I'm trying to design a streaming architecture for streaming analytics. Requirements:
- RT and NRT streaming data input
- Stream processors implementing some financial analysis
- RT and NRT analysis output stream
- Reference data requests during stream processing
I'm exploring Kafka and Kafka Streams for stream processing and RT/NRT realtime messaging. My question is: I need to perform some query to external systems (info providers, MongoDB etc etc) during stream pocessing. These queries could be both sync and async req-response, based on the external system characteristics.

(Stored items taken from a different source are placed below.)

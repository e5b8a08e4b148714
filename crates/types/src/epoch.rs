//! Epoch numbering over fixed-width time windows.
//!
//! Epochs are 1-indexed, contiguous, and anchored at a configurable start
//! time: epoch 1 covers `[start, start + duration)`, epoch n covers
//! `[start + (n-1)·duration, start + n·duration)`. Timestamps before the
//! start map to epoch 0, which is never a valid accrual epoch.

use serde::{Deserialize, Serialize};

use crate::scalars::{EpochId, Timestamp};

/// Pure epoch arithmetic for one program deployment.
///
/// `epoch_duration_us` must be nonzero; construction sites validate this
/// before the clock is ever queried.
#[derive(Debug, Clone, Copy, PartialEq, Eq, Serialize, Deserialize)]
pub struct EpochClock {
    /// Timestamp at which epoch 1 begins (microseconds).
    pub start_time_us: Timestamp,
    /// Width of every epoch (microseconds).
    pub epoch_duration_us: u64,
}

impl EpochClock {
    pub const fn new(start_time_us: Timestamp, epoch_duration_us: u64) -> Self {
        Self {
            start_time_us,
            epoch_duration_us,
        }
    }

    /// Epoch containing `t_us`: 0 before the start, else
    /// `1 + (t_us - start) / duration`.
    #[inline]
    pub const fn epoch_of(&self, t_us: Timestamp) -> EpochId {
        if t_us < self.start_time_us {
            return 0;
        }
        1 + (t_us - self.start_time_us) / self.epoch_duration_us
    }

    /// Start timestamp of `epoch` (inclusive). Meaningful for `epoch >= 1`.
    #[inline]
    pub const fn epoch_start_us(&self, epoch: EpochId) -> Timestamp {
        self.start_time_us
            .saturating_add(epoch.saturating_sub(1).saturating_mul(self.epoch_duration_us))
    }

    /// End timestamp of `epoch` (exclusive). Meaningful for `epoch >= 1`.
    #[inline]
    pub const fn epoch_end_us(&self, epoch: EpochId) -> Timestamp {
        self.start_time_us
            .saturating_add(epoch.saturating_mul(self.epoch_duration_us))
    }

    /// True once `t_us` has reached the start of epoch 1.
    #[inline]
    pub const fn has_started(&self, t_us: Timestamp) -> bool {
        t_us >= self.start_time_us
    }
}
/// All mutable program state, cloned per operation and committed on
/// success.
#[derive(Debug, Clone, Default)]
struct ProgramState {
    ledger: StakeLedger,
    allocations: AllocationBook,
    funding: FundingSchedule,
    rewards: RewardBook,
    yields: YieldBook,
}

/// What a claim paid and what is still vesting.
#[derive(Debug, Clone, PartialEq, Eq, Serialize, Deserialize)]
pub struct ClaimOutcome {
    /// Matured vested rewards paid out now, in the reward asset.
    pub rewards_paid: Amount,
    /// Yield interest paid out now, in the yield asset.
    pub yield_paid: Amount,
    /// Amounts already scheduled for the next `N - 1` epochs; forecast
    /// only, nothing is paid.
    pub vesting_forecast: Vec<(EpochId, Amount)>,
}

/// Read-only view of one pool.
#[derive(Debug, Clone, Copy, PartialEq, Eq, Serialize, Deserialize)]
pub struct PoolOverview {
    pub pool: PoolId,
    pub holder: AccountId,
    pub position_asset: AssetId,
    pub total_staked: Amount,
    pub yield_index: FixedPoint,
    pub last_yield_snapshot: Amount,
}

/// Program-wide counters.
#[derive(Debug, Clone, Copy, PartialEq, Eq, Serialize, Deserialize)]
pub struct ProgramStatistics {
    pub pools: usize,
    pub accounts: usize,
    pub total_staked: Amount,
    pub horizon: EpochId,
    pub allocation_versions: usize,
}

/// Full serde export of the persisted state, flattened into entry lists.
#[derive(Debug, Clone, Serialize, Deserialize)]
pub struct ProgramSnapshot {
    pub config: EngineConfig,
    pub pools: Vec<PoolOverview>,
    pub stakes: Vec<StakeSnapshot>,
    pub epoch_records: Vec<EpochRecordSnapshot>,
    pub vesting: Vec<VestingSnapshot>,
    pub allocation_versions: Vec<PolicyVersion>,
    pub allocation_stamps: Vec<StampSnapshot>,
    pub funding: FundingSchedule,
}

#[derive(Debug, Clone, Copy, PartialEq, Eq, Serialize, Deserialize)]
pub struct StakeSnapshot {
    pub pool: PoolId,
    pub account: AccountId,
    pub amount: Amount,
}

#[derive(Debug, Clone, Copy, PartialEq, Eq, Serialize, Deserialize)]
pub struct EpochRecordSnapshot {
    pub pool: PoolId,
    pub epoch: EpochId,
    pub stake_units: u128,
    pub last_updated_at: Timestamp,
}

I've read this post explaining how to join KStream and KTable during processing and it's very interesting but in this scenario KTable is not dependant on input parameters coming from the KStream, it's just a streaming representation of a table.
I need to query the external system foreach KStream message, passing some message fields as query parameters and enrich the streaming message with query result, then publish the enriched message to an output topic. Is there any consolidated paradigm to design this stream processing? Is there any specific technology I'd better to use? Remember that queries can be sync and async.
I'd also like to design wrappers to these external systems, implementing a sort of distributed RPC, callable from a Kafka Stream processing. Could you suggest any technology/framework? I was considering Akka actors for distributing query responders but I can't understand if Akka fits well with the request-response paradigm.
Thanks